Abigail Scott Duniway’s Path-Breaking first appeared in 1914, near the very end of a long and busy life. Born in 1834, Duniway made the overland migration to Oregon with her family during the 1850s. Upon arrival in Oregon, Abigail Scott married and toiled as a farmer’s wife. She and her husband found it difficult to make money at agriculture. Abigail Scott Duniway eventually went into business, where she flourished, then began publishing The New Northwest newspaper and became Oregon’s leading exponent of women’s suffrage.

Writing years later about overland migration and early homesteading, Duniway, like Arthur Denny and Phoebe Goodell Judson, drew lessons from her experiences as a pioneer—in her case, lessons about the importance of women’s rights. Whereas Denny and Judson had generally emphasized the advantages of overland migration and settling in the Northwest, Duniway (1914:8) highlighted the hardships that men’s “Oregon fever” imposed on women—hardships that in turn inspired Duniway to bring up others: 

How we regretted leaving the dear, familiar haunts, and how our mother grieved as she, for the last time, visited the hallowed spot in the pasture, where the remains of her first-born son were buried, are incidents engraved upon my memory as indelibly as the light of the sun would be if I should never see it again.

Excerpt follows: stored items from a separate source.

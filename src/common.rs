pub mod error;
pub mod extract;
pub mod format;
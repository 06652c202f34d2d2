// src/services/mailer.rs

use std::sync::Arc;

use async_trait::async_trait;
use lettre::{
    Message, SmtpTransport, Transport,
    message::{Mailbox, header::ContentType},
    transport::smtp::authentication::Credentials,
};

use crate::common::error::AppError;

#[derive(Debug, Clone)]
pub struct SmtpSettings {
    pub host: String,
    pub port: u16,
    pub user: Option<String>,
    pub password: Option<String>,
    pub from: String,
}

#[cfg_attr(test, mockall::automock)]
#[async_trait]
pub trait Mailer: Send + Sync {
    async fn send_reset_code(&self, to: &str, nome: &str, code: &str) -> Result<(), AppError>;
}

pub fn reset_code_body(nome: &str, code: &str) -> String {
    format!(
        "Olá, {}!\n\nSeu código para redefinir a senha é: {}\n\nEle vale por 1 hora. \
         Se você não pediu a redefinição, ignore este e-mail.",
        nome, code
    )
}

// --- SMTP (STARTTLS) ---

pub struct SmtpMailer {
    settings: Arc<SmtpSettings>,
}

impl SmtpMailer {
    pub fn new(settings: SmtpSettings) -> Self {
        Self { settings: Arc::new(settings) }
    }
}

fn build_transport(s: &SmtpSettings) -> Result<SmtpTransport, AppError> {
    let mut builder = SmtpTransport::starttls_relay(&s.host)
        .map_err(|e| anyhow::anyhow!("Host SMTP inválido: {}", e))?
        .port(s.port);

    if let (Some(user), Some(password)) = (&s.user, &s.password) {
        builder = builder.credentials(Credentials::new(user.clone(), password.clone()));
    }
    Ok(builder.build())
}

#[async_trait]
impl Mailer for SmtpMailer {
    async fn send_reset_code(&self, to: &str, nome: &str, code: &str) -> Result<(), AppError> {
        let from: Mailbox = self.settings
            .from
            .parse()
            .map_err(|e| anyhow::anyhow!("Remetente SMTP inválido: {}", e))?;
        let to: Mailbox = to
            .parse()
            .map_err(|_| AppError::BadRequest("O e-mail fornecido é inválido.".into()))?;

        let email = Message::builder()
            .from(from)
            .to(to)
            .subject("Código de redefinição de senha")
            .header(ContentType::TEXT_PLAIN)
            .body(reset_code_body(nome, code))
            .map_err(|e| anyhow::anyhow!("Falha ao montar o e-mail: {}", e))?;

        // O transporte do lettre é bloqueante
        let settings = self.settings.clone();
        tokio::task::spawn_blocking(move || {
            let transport = build_transport(&settings)?;
            transport
                .send(&email)
                .map_err(|e| anyhow::anyhow!("Falha no envio SMTP: {}", e))?;
            Ok::<(), AppError>(())
        })
        .await
        .map_err(|e| anyhow::anyhow!("Falha na task de envio de e-mail: {}", e))??;

        Ok(())
    }
}

// --- Sem SMTP configurado (desenvolvimento) ---

pub struct LogMailer;

#[async_trait]
impl Mailer for LogMailer {
    async fn send_reset_code(&self, to: &str, _nome: &str, code: &str) -> Result<(), AppError> {
        tracing::warn!("SMTP não configurado; código de redefinição para {}: {}", to, code);
        Ok(())
    }
}
#![allow(dead_code)]

//! Shared helpers for repository integration tests.

use sqlx::PgPool;
use tecnica_core::types::DbId;
use tecnica_db::models::entrevista::CreateEntrevista;
use tecnica_db::models::noticia::CreateNoticia;
use tecnica_db::models::organizacion::CreateOrganizacion;
use tecnica_db::models::tema::CreateTema;
use tecnica_db::models::usuario::CreateUsuario;
use tecnica_db::repositories::UsuarioRepo;

/// Insert an authentication identity to act as the stamping actor.
///
/// Audit columns reference `usuarios(id)`, so every test that creates
/// entities needs at least one identity.
pub async fn seed_usuario(pool: &PgPool, email: &str) -> DbId {
    let usuario = UsuarioRepo::create(
        pool,
        &CreateUsuario {
            email: email.to_string(),
            // Not a real hash; these tests never verify passwords.
            password_hash: "$argon2id$test".to_string(),
        },
    )
    .await
    .expect("seeding usuario should succeed");
    usuario.id
}

pub fn new_tema(nombre: &str) -> CreateTema {
    CreateTema {
        nombre: nombre.to_string(),
        descripcion: Some("tema de prueba".to_string()),
        categoria_tema: None,
    }
}

pub fn new_noticia(titulo: &str) -> CreateNoticia {
    CreateNoticia {
        titulo: titulo.to_string(),
        tipo: None,
        contenido: Some("cuerpo de la nota".to_string()),
        enlace_url: None,
        imagen_url: None,
        estado: None,
    }
}

pub fn new_organizacion(nombre_oficial: &str) -> CreateOrganizacion {
    CreateOrganizacion {
        nombre_oficial: nombre_oficial.to_string(),
        nombre_fantasia: None,
        tipo: Some("empresa".to_string()),
        logo_url: None,
        areas_de_interes: vec!["electronica".to_string()],
    }
}

pub fn new_entrevista(titulo: &str) -> CreateEntrevista {
    CreateEntrevista {
        titulo: titulo.to_string(),
        descripcion: None,
        tipo_contenido: None,
        estado: None,
        fecha: None,
    }
}
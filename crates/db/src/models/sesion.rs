//! Refresh-token session model and DTOs.

use sqlx::FromRow;
use tecnica_core::types::{DbId, Timestamp};

/// A row from the `sesiones` table.
#[derive(Debug, Clone, FromRow)]
pub struct Sesion {
    pub id: DbId,
    pub usuario_id: DbId,
    pub refresh_token_hash: String,
    pub expires_at: Timestamp,
    pub revocada: bool,
    pub user_agent: Option<String>,
    pub ip_address: Option<String>,
    pub created_at: Timestamp,
    pub updated_at: Timestamp,
}

/// DTO for creating a new session.
pub struct CreateSesion {
    pub usuario_id: DbId,
    pub refresh_token_hash: String,
    pub expires_at: Timestamp,
    pub user_agent: Option<String>,
    pub ip_address: Option<String>,
}
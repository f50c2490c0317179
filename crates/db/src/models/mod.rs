//! Domain model structs and DTOs.
//!
//! Each submodule contains:
//! - A `FromRow` + `Serialize` entity struct matching the database row
//! - A `Deserialize` + `Validate` create DTO for inserts
//! - A `Deserialize` update DTO (all `Option` fields) for patches
//!
//! Rows are stored snake_case; everything serializes camelCase so the
//! application-facing JSON shape matches what the frontend expects.

pub mod entrevista;
pub mod estado;
pub mod noticia;
pub mod organizacion;
pub mod persona;
pub mod proyecto;
pub mod sesion;
pub mod tema;
pub mod usuario;
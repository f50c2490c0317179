//! Handlers for the `/auth` resource (login, refresh, logout).

use axum::extract::State;
use axum::http::StatusCode;
use axum::Json;
use chrono::Utc;
use serde::{Deserialize, Serialize};
use tecnica_core::error::CoreError;
use tecnica_core::roles::{ROLE_ADMIN, ROLE_MIEMBRO};
use tecnica_core::types::DbId;
use tecnica_db::models::sesion::CreateSesion;
use tecnica_db::repositories::{PersonaRepo, SesionRepo, UsuarioRepo};

use crate::auth::jwt::{generate_access_token, generate_refresh_token, hash_refresh_token};
use crate::auth::password::verify_password;
use crate::error::{AppError, AppResult};
use crate::middleware::auth::AuthUser;
use crate::state::AppState;

/// Maximum consecutive failed login attempts before locking the account.
const MAX_FAILED_ATTEMPTS: i32 = 5;

/// Duration in minutes to lock an account after exceeding failed attempts.
const LOCK_DURATION_MINS: i64 = 15;

// ---------------------------------------------------------------------------
// Request / response types
// ---------------------------------------------------------------------------

/// Request body for `POST /auth/login`.
#[derive(Debug, Deserialize)]
pub struct LoginRequest {
    pub email: String,
    pub password: String,
}

/// Request body for `POST /auth/refresh`.
#[derive(Debug, Deserialize)]
#[serde(rename_all = "camelCase")]
pub struct RefreshRequest {
    pub refresh_token: String,
}

/// Successful authentication response returned by login and refresh.
#[derive(Debug, Serialize)]
#[serde(rename_all = "camelCase")]
pub struct AuthResponse {
    pub access_token: String,
    pub refresh_token: String,
    /// Access token lifetime in seconds.
    pub expires_in: i64,
    pub user: UserInfo,
}

/// Public user info embedded in [`AuthResponse`].
#[derive(Debug, Serialize)]
#[serde(rename_all = "camelCase")]
pub struct UserInfo {
    pub id: DbId,
    pub email: String,
    pub nombre: String,
    pub apellido: String,
    pub role: String,
    pub persona_id: DbId,
}

// ---------------------------------------------------------------------------
// Handlers
// ---------------------------------------------------------------------------

/// POST /api/auth/login
///
/// Authenticate with email + password. Returns access and refresh tokens.
pub async fn login(
    State(state): State<AppState>,
    Json(input): Json<LoginRequest>,
) -> AppResult<Json<AuthResponse>> {
    // 1. Find the identity by email.
    let usuario = UsuarioRepo::find_by_email(&state.pool, &input.email)
        .await?
        .ok_or_else(|| {
            AppError::Core(CoreError::Unauthorized("Invalid email or password".into()))
        })?;

    // 2. Check if the account is active.
    if !usuario.activo {
        return Err(AppError::Core(CoreError::Forbidden(
            "Account is deactivated".into(),
        )));
    }

    // 3. Check if the account is temporarily locked.
    if let Some(bloqueado_hasta) = usuario.bloqueado_hasta {
        if bloqueado_hasta > Utc::now() {
            return Err(AppError::Core(CoreError::Forbidden(
                "Account is temporarily locked. Try again later.".into(),
            )));
        }
    }

    // 4. Verify password.
    let password_valid = verify_password(&input.password, &usuario.password_hash)
        .map_err(|e| AppError::InternalError(format!("Password verification error: {e}")))?;

    if !password_valid {
        // 5. On failure: increment counter, lock if threshold exceeded.
        UsuarioRepo::increment_failed_login(&state.pool, usuario.id).await?;

        let new_count = usuario.intentos_fallidos + 1;
        if new_count >= MAX_FAILED_ATTEMPTS {
            let lock_until = Utc::now() + chrono::Duration::minutes(LOCK_DURATION_MINS);
            UsuarioRepo::lock_account(&state.pool, usuario.id, lock_until).await?;
        }

        return Err(AppError::Core(CoreError::Unauthorized(
            "Invalid email or password".into(),
        )));
    }

    // 6. On success: reset failed count, stamp ultimo_login_at.
    UsuarioRepo::record_successful_login(&state.pool, usuario.id).await?;

    // 7. Resolve the role from the persona profile.
    let persona = PersonaRepo::find_by_usuario_id(&state.pool, usuario.id)
        .await?
        .ok_or_else(|| {
            AppError::InternalError(format!("No persona profile for usuario {}", usuario.id))
        })?;

    // 8. Generate tokens and create a session.
    let response = create_auth_response(&state, &usuario.email, &persona).await?;

    Ok(Json(response))
}

/// POST /api/auth/refresh
///
/// Exchange a valid refresh token for new access + refresh tokens.
pub async fn refresh(
    State(state): State<AppState>,
    Json(input): Json<RefreshRequest>,
) -> AppResult<Json<AuthResponse>> {
    // 1. Hash the provided refresh token.
    let token_hash = hash_refresh_token(&input.refresh_token);

    // 2. Find a matching active session.
    let sesion = SesionRepo::find_by_refresh_token_hash(&state.pool, &token_hash)
        .await?
        .ok_or_else(|| {
            AppError::Core(CoreError::Unauthorized(
                "Invalid or expired refresh token".into(),
            ))
        })?;

    // 3. Revoke the old session (token rotation).
    SesionRepo::revoke(&state.pool, sesion.id).await?;

    // 4. Find the identity and its profile.
    let usuario = UsuarioRepo::find_by_id(&state.pool, sesion.usuario_id)
        .await?
        .ok_or_else(|| AppError::Core(CoreError::Unauthorized("User no longer exists".into())))?;

    if !usuario.activo {
        return Err(AppError::Core(CoreError::Forbidden(
            "Account is deactivated".into(),
        )));
    }

    let persona = PersonaRepo::find_by_usuario_id(&state.pool, usuario.id)
        .await?
        .ok_or_else(|| {
            AppError::InternalError(format!("No persona profile for usuario {}", usuario.id))
        })?;

    // 5. Generate new tokens and create a new session.
    let response = create_auth_response(&state, &usuario.email, &persona).await?;

    Ok(Json(response))
}

/// POST /api/auth/logout
///
/// Revoke all sessions for the authenticated user. Returns 204 No Content.
pub async fn logout(State(state): State<AppState>, auth_user: AuthUser) -> AppResult<StatusCode> {
    SesionRepo::revoke_all_for_user(&state.pool, auth_user.usuario_id).await?;
    Ok(StatusCode::NO_CONTENT)
}

// ---------------------------------------------------------------------------
// Helpers
// ---------------------------------------------------------------------------

/// Resolve the role name for a persona profile.
pub fn role_for(persona: &tecnica_db::models::persona::Persona) -> &'static str {
    if persona.es_admin {
        ROLE_ADMIN
    } else {
        ROLE_MIEMBRO
    }
}

/// Generate access + refresh tokens, persist a session row, and build the response.
async fn create_auth_response(
    state: &AppState,
    email: &str,
    persona: &tecnica_db::models::persona::Persona,
) -> AppResult<AuthResponse> {
    let role = role_for(persona);

    let access_token = generate_access_token(persona.usuario_id, role, &state.config.jwt)
        .map_err(|e| AppError::InternalError(format!("Token generation error: {e}")))?;

    let (refresh_plaintext, refresh_hash) = generate_refresh_token();

    let expires_at =
        Utc::now() + chrono::Duration::days(state.config.jwt.refresh_token_expiry_days);

    let sesion_input = CreateSesion {
        usuario_id: persona.usuario_id,
        refresh_token_hash: refresh_hash,
        expires_at,
        user_agent: None,
        ip_address: None,
    };
    SesionRepo::create(&state.pool, &sesion_input).await?;

    let expires_in = state.config.jwt.access_token_expiry_mins * 60;

    Ok(AuthResponse {
        access_token,
        refresh_token: refresh_plaintext,
        expires_in,
        user: UserInfo {
            id: persona.usuario_id,
            email: email.to_string(),
            nombre: persona.nombre.clone(),
            apellido: persona.apellido.clone(),
            role: role.to_string(),
            persona_id: persona.id,
        },
    })
}
//! Route definitions for authentication.

use axum::routing::post;
use axum::Router;

use crate::handlers::auth;
use crate::state::AppState;

/// Routes mounted at `/auth`.
///
/// ```text
/// POST /login     -> login
/// POST /refresh   -> refresh
/// POST /logout    -> logout (requires auth)
/// ```
pub fn router() -> Router<AppState> {
    Router::new()
        .route("/login", post(auth::login))
        .route("/refresh", post(auth::refresh))
        .route("/logout", post(auth::logout))
}
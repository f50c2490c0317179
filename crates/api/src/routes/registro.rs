//! Route definition for public self-registration.

use axum::routing::post;
use axum::Router;

use crate::handlers::registro;
use crate::state::AppState;

/// Mounts `POST /registro`.
pub fn router() -> Router<AppState> {
    Router::new().route("/registro", post(registro::registro))
}
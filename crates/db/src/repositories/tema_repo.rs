//! Repository for the `temas` table.

use sqlx::PgPool;
use tecnica_core::search::contains_pattern;
use tecnica_core::types::DbId;

use crate::models::tema::{CreateTema, Tema, UpdateTema};

/// Column list shared across queries to avoid repetition.
const COLUMNS: &str = "id, nombre, descripcion, categoria_tema, \
    created_by_uid, deleted_by_uid, deleted_at, created_at, updated_at";

/// Provides CRUD operations for temas.
pub struct TemaRepo;

impl TemaRepo {
    /// Insert a new tema, stamping the acting user as owner.
    ///
    /// Tema names are unique (`uq_temas_nombre`); a duplicate surfaces as a
    /// unique-violation database error.
    pub async fn create(
        pool: &PgPool,
        input: &CreateTema,
        actor_id: DbId,
    ) -> Result<Tema, sqlx::Error> {
        let query = format!(
            "INSERT INTO temas (nombre, descripcion, categoria_tema, created_by_uid)
             VALUES ($1, $2, $3, $4)
             RETURNING {COLUMNS}"
        );
        sqlx::query_as::<_, Tema>(&query)
            .bind(&input.nombre)
            .bind(&input.descripcion)
            .bind(&input.categoria_tema)
            .bind(actor_id)
            .fetch_one(pool)
            .await
    }

    /// Find a tema by its internal ID. Excludes soft-deleted rows.
    pub async fn find_by_id(pool: &PgPool, id: DbId) -> Result<Option<Tema>, sqlx::Error> {
        let query = format!("SELECT {COLUMNS} FROM temas WHERE id = $1 AND deleted_at IS NULL");
        sqlx::query_as::<_, Tema>(&query)
            .bind(id)
            .fetch_optional(pool)
            .await
    }

    /// List temas ordered by nombre.
    ///
    /// Soft-deleted rows are included only when `include_deleted` is true.
    pub async fn list(pool: &PgPool, include_deleted: bool) -> Result<Vec<Tema>, sqlx::Error> {
        let query = format!(
            "SELECT {COLUMNS} FROM temas
             WHERE ($1 OR deleted_at IS NULL)
             ORDER BY nombre"
        );
        sqlx::query_as::<_, Tema>(&query)
            .bind(include_deleted)
            .fetch_all(pool)
            .await
    }

    /// Update a tema. Only non-`None` fields in `input` are applied.
    ///
    /// Returns `None` if no live row with the given `id` exists.
    pub async fn update(
        pool: &PgPool,
        id: DbId,
        input: &UpdateTema,
    ) -> Result<Option<Tema>, sqlx::Error> {
        let query = format!(
            "UPDATE temas SET
                nombre = COALESCE($2, nombre),
                descripcion = COALESCE($3, descripcion),
                categoria_tema = COALESCE($4, categoria_tema),
                updated_at = NOW()
             WHERE id = $1 AND deleted_at IS NULL
             RETURNING {COLUMNS}"
        );
        sqlx::query_as::<_, Tema>(&query)
            .bind(id)
            .bind(&input.nombre)
            .bind(&input.descripcion)
            .bind(&input.categoria_tema)
            .fetch_optional(pool)
            .await
    }

    /// Soft-delete a tema, stamping the acting user.
    /// Returns `true` if a row was marked deleted.
    pub async fn soft_delete(pool: &PgPool, id: DbId, actor_id: DbId) -> Result<bool, sqlx::Error> {
        let result = sqlx::query(
            "UPDATE temas SET deleted_at = NOW(), deleted_by_uid = $2
             WHERE id = $1 AND deleted_at IS NULL",
        )
        .bind(id)
        .bind(actor_id)
        .execute(pool)
        .await?;
        Ok(result.rows_affected() > 0)
    }

    /// Restore a soft-deleted tema. Returns `true` if a row was restored.
    pub async fn restore(pool: &PgPool, id: DbId) -> Result<bool, sqlx::Error> {
        let result = sqlx::query(
            "UPDATE temas SET deleted_at = NULL, deleted_by_uid = NULL
             WHERE id = $1 AND deleted_at IS NOT NULL",
        )
        .bind(id)
        .execute(pool)
        .await?;
        Ok(result.rows_affected() > 0)
    }

    /// Case-insensitive substring search over nombre and descripcion.
    pub async fn search(pool: &PgPool, term: &str) -> Result<Vec<Tema>, sqlx::Error> {
        let query = format!(
            "SELECT {COLUMNS} FROM temas
             WHERE deleted_at IS NULL
               AND (nombre ILIKE $1 OR descripcion ILIKE $1)
             ORDER BY nombre"
        );
        sqlx::query_as::<_, Tema>(&query)
            .bind(contains_pattern(term))
            .fetch_all(pool)
            .await
    }

    /// Permanently delete a tema by ID. Returns `true` if a row was removed.
    pub async fn hard_delete(pool: &PgPool, id: DbId) -> Result<bool, sqlx::Error> {
        let result = sqlx::query("DELETE FROM temas WHERE id = $1")
            .bind(id)
            .execute(pool)
            .await?;
        Ok(result.rows_affected() > 0)
    }
}
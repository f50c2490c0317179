//! Authentication identity model and DTOs.

use sqlx::FromRow;
use tecnica_core::types::{DbId, Timestamp};

/// Full row from the `usuarios` table.
///
/// Contains the password hash -- NEVER serialize this to API responses.
/// Profile data for API output lives in `personas`.
#[derive(Debug, Clone, FromRow)]
pub struct Usuario {
    pub id: DbId,
    pub email: String,
    pub password_hash: String,
    pub activo: bool,
    pub intentos_fallidos: i32,
    pub bloqueado_hasta: Option<Timestamp>,
    pub ultimo_login_at: Option<Timestamp>,
    pub created_at: Timestamp,
    pub updated_at: Timestamp,
}

/// DTO for creating a new authentication identity.
pub struct CreateUsuario {
    pub email: String,
    pub password_hash: String,
}
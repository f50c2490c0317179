use std::sync::Arc;
use std::time::Duration;

use crate::config::ServerConfig;

/// Shared application state available to all Axum handlers via `State<AppState>`.
///
/// This is cheaply cloneable (inner data is behind `Arc` or is already `Clone`).
#[derive(Clone)]
pub struct AppState {
    /// Database connection pool.
    pub pool: tecnica_db::DbPool,
    /// Server configuration (accessed by middleware and handlers).
    pub config: Arc<ServerConfig>,
    /// Outbound HTTP client for Open Graph fetches, bounded by the
    /// configured timeout.
    pub http_client: reqwest::Client,
}

impl AppState {
    /// Build the shared state from a pool and loaded configuration.
    ///
    /// Panics if the HTTP client cannot be constructed, which is the desired
    /// behaviour -- we want misconfiguration to fail fast at startup.
    pub fn new(pool: tecnica_db::DbPool, config: ServerConfig) -> Self {
        let http_client = reqwest::Client::builder()
            .timeout(Duration::from_secs(config.og_fetch_timeout_secs))
            .build()
            .expect("Failed to build outbound HTTP client");

        Self {
            pool,
            config: Arc::new(config),
            http_client,
        }
    }
}
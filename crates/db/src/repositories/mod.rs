//! Repository layer.
//!
//! Each repository is a zero-sized struct providing async CRUD methods
//! that accept `&PgPool` as the first argument. The two repositories used
//! by registration (`UsuarioRepo::create`, `PersonaRepo::create`) accept
//! any `PgExecutor` so both inserts can share one transaction.

pub mod entrevista_repo;
pub mod noticia_repo;
pub mod organizacion_repo;
pub mod persona_repo;
pub mod proyecto_repo;
pub mod sesion_repo;
pub mod tema_repo;
pub mod tema_vinculo_repo;
pub mod trash_repo;
pub mod usuario_repo;

pub use entrevista_repo::EntrevistaRepo;
pub use noticia_repo::NoticiaRepo;
pub use organizacion_repo::OrganizacionRepo;
pub use persona_repo::PersonaRepo;
pub use proyecto_repo::ProyectoRepo;
pub use sesion_repo::SesionRepo;
pub use tema_repo::TemaRepo;
pub use tema_vinculo_repo::TemaVinculoRepo;
pub use trash_repo::TrashRepo;
pub use usuario_repo::UsuarioRepo;
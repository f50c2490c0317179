//! Integration tests for soft-delete, restore, and hard-delete behaviour.
//!
//! Exercises the repository layer against a real database to verify that:
//! - Soft-deleted entities are hidden from `find_by_id` and default lists
//! - `list(include_deleted = true)` still surfaces them
//! - Restoring a soft-deleted entity makes it visible again
//! - Soft-delete stamps the acting user and is idempotent
//! - The cross-table trash view aggregates every entity type

mod common;

use common::{new_entrevista, new_noticia, new_tema, seed_usuario};
use sqlx::PgPool;
use tecnica_db::repositories::{EntrevistaRepo, NoticiaRepo, TemaRepo, TrashRepo};

#[sqlx::test(migrations = "./migrations")]
async fn test_soft_delete_restore_cycle(pool: PgPool) {
    let actor = seed_usuario(&pool, "admin@tecnica.test").await;
    let tema = TemaRepo::create(&pool, &new_tema("Electronica"), actor)
        .await
        .unwrap();

    let deleted = TemaRepo::soft_delete(&pool, tema.id, actor).await.unwrap();
    assert!(deleted, "soft_delete should return true on first call");

    // Hidden from the default list and from find_by_id.
    let visibles = TemaRepo::list(&pool, false).await.unwrap();
    assert!(
        !visibles.iter().any(|t| t.id == tema.id),
        "soft-deleted tema must not appear in the default list"
    );
    assert!(TemaRepo::find_by_id(&pool, tema.id).await.unwrap().is_none());

    // Still visible to privileged listing, with delete metadata stamped.
    let todas = TemaRepo::list(&pool, true).await.unwrap();
    let trashed = todas
        .iter()
        .find(|t| t.id == tema.id)
        .expect("include_deleted list must contain the soft-deleted tema");
    assert_eq!(trashed.deleted_by_uid, Some(actor));
    assert!(trashed.deleted_at.is_some());

    // Restore brings it back.
    let restored = TemaRepo::restore(&pool, tema.id).await.unwrap();
    assert!(restored, "restore should return true for a trashed row");

    let visibles = TemaRepo::list(&pool, false).await.unwrap();
    assert!(
        visibles.iter().any(|t| t.id == tema.id),
        "restored tema must appear in the default list again"
    );
    let row = TemaRepo::find_by_id(&pool, tema.id).await.unwrap().unwrap();
    assert!(row.deleted_at.is_none());
    assert!(row.deleted_by_uid.is_none());
}

#[sqlx::test(migrations = "./migrations")]
async fn test_soft_delete_is_idempotent(pool: PgPool) {
    let actor = seed_usuario(&pool, "admin@tecnica.test").await;
    let noticia = NoticiaRepo::create(&pool, &new_noticia("Borrable"), actor)
        .await
        .unwrap();

    assert!(NoticiaRepo::soft_delete(&pool, noticia.id, actor)
        .await
        .unwrap());
    assert!(
        !NoticiaRepo::soft_delete(&pool, noticia.id, actor)
            .await
            .unwrap(),
        "second soft_delete must affect no rows"
    );
}

#[sqlx::test(migrations = "./migrations")]
async fn test_restore_of_live_row_returns_false(pool: PgPool) {
    let actor = seed_usuario(&pool, "admin@tecnica.test").await;
    let tema = TemaRepo::create(&pool, &new_tema("Vivo"), actor)
        .await
        .unwrap();

    assert!(
        !TemaRepo::restore(&pool, tema.id).await.unwrap(),
        "restoring a live row must affect nothing"
    );
}

#[sqlx::test(migrations = "./migrations")]
async fn test_hard_delete_removes_row(pool: PgPool) {
    let actor = seed_usuario(&pool, "admin@tecnica.test").await;
    let tema = TemaRepo::create(&pool, &new_tema("Definitivo"), actor)
        .await
        .unwrap();

    assert!(TemaRepo::hard_delete(&pool, tema.id).await.unwrap());
    let todas = TemaRepo::list(&pool, true).await.unwrap();
    assert!(!todas.iter().any(|t| t.id == tema.id));
}

#[sqlx::test(migrations = "./migrations")]
async fn test_trash_aggregates_across_entity_types(pool: PgPool) {
    let actor = seed_usuario(&pool, "admin@tecnica.test").await;

    let tema = TemaRepo::create(&pool, &new_tema("Tema borrado"), actor)
        .await
        .unwrap();
    let noticia = NoticiaRepo::create(&pool, &new_noticia("Nota borrada"), actor)
        .await
        .unwrap();
    let entrevista = EntrevistaRepo::create(&pool, &new_entrevista("Charla borrada"), actor)
        .await
        .unwrap();

    TemaRepo::soft_delete(&pool, tema.id, actor).await.unwrap();
    NoticiaRepo::soft_delete(&pool, noticia.id, actor)
        .await
        .unwrap();
    EntrevistaRepo::soft_delete(&pool, entrevista.id, actor)
        .await
        .unwrap();

    let summary = TrashRepo::list_trashed(&pool, None).await.unwrap();
    assert_eq!(summary.total_count, 3);
    let types: Vec<_> = summary
        .items
        .iter()
        .map(|i| i.entity_type.as_str())
        .collect();
    assert!(types.contains(&"temas"));
    assert!(types.contains(&"noticias"));
    assert!(types.contains(&"entrevistas"));

    // Filtered view only sees one table.
    let solo_temas = TrashRepo::list_trashed(&pool, Some("temas")).await.unwrap();
    assert_eq!(solo_temas.total_count, 1);
    assert_eq!(solo_temas.items[0].name_or_label.as_deref(), Some("Tema borrado"));

    // Purge preview counts per type; purge_one removes exactly one.
    let preview = TrashRepo::purge_preview(&pool).await.unwrap();
    assert_eq!(preview.total_count, 3);

    assert!(TrashRepo::purge_one(&pool, "temas", tema.id).await.unwrap());
    assert!(
        !TrashRepo::purge_one(&pool, "temas", tema.id).await.unwrap(),
        "second purge of the same row must find nothing"
    );

    let remaining = TrashRepo::purge_all(&pool).await.unwrap();
    assert_eq!(remaining, 2);
    let after = TrashRepo::list_trashed(&pool, None).await.unwrap();
    assert_eq!(after.total_count, 0);
}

I remember standing at the bedside, when another little sister came to our crowded home, and my mother said, through her tears:  “Poor baby! She’ll be a woman some day!  Poor baby!  A woman’s lot is so hard!”

Although Duniway clearly may have dramatized the impact of overland migration, historians have agreed with her that the decision to move across the country, which was made primarily by husbands and fathers, affected women more negatively than it did men (Faragher 1979). The fact that Duniway’s mother died from cholera on the trip meant that the father’s decision to move came at an even higher price. Telling the story of her mother’s death gave Duniway occasion to bring up a bout of her own suffering stemming from frontier conditions: “I lay helpless on a bed of illness caused by my own hardships as a pioneer path breaker…” (Duniway 1914: 8). 

After sketching out Duniway’s life as daughter, wife, mother, and businesswoman, Path-Breaking presents some of the many speeches that Duniway made on behalf of suffrage. These texts remind us of the importance of audience when considering a text. Abigail Scott Duniway faced a difficult challenge in arguing for women’s suffrage. Although she often addressed women’s groups, she was ever conscious that it was really men who needed to be convinced about women’s right to vote. Her writings thus twisted and turned in peculiar ways as Duniway attempted to persuade and cajole and reassure men without offending them. It was a delicate balancing act. Duniway also made use of the region in her argument. She argued that western society was more advanced than the rest of the United States and therefore more prepared to extend suffrage to women. She suggested as well that pioneer women’s labors in settling the West had earned for them a stronger claim to voting rights.  She was correct in one respect—western states generally did extend suffrage to women more quickly than did eastern states. Within the Northwest, however, Duniway’s Oregon lagged behind Idaho (1896) and Washington (1910) in enacting this reform. Oregon enacted suffrage in 1912, and Duniway died three years later.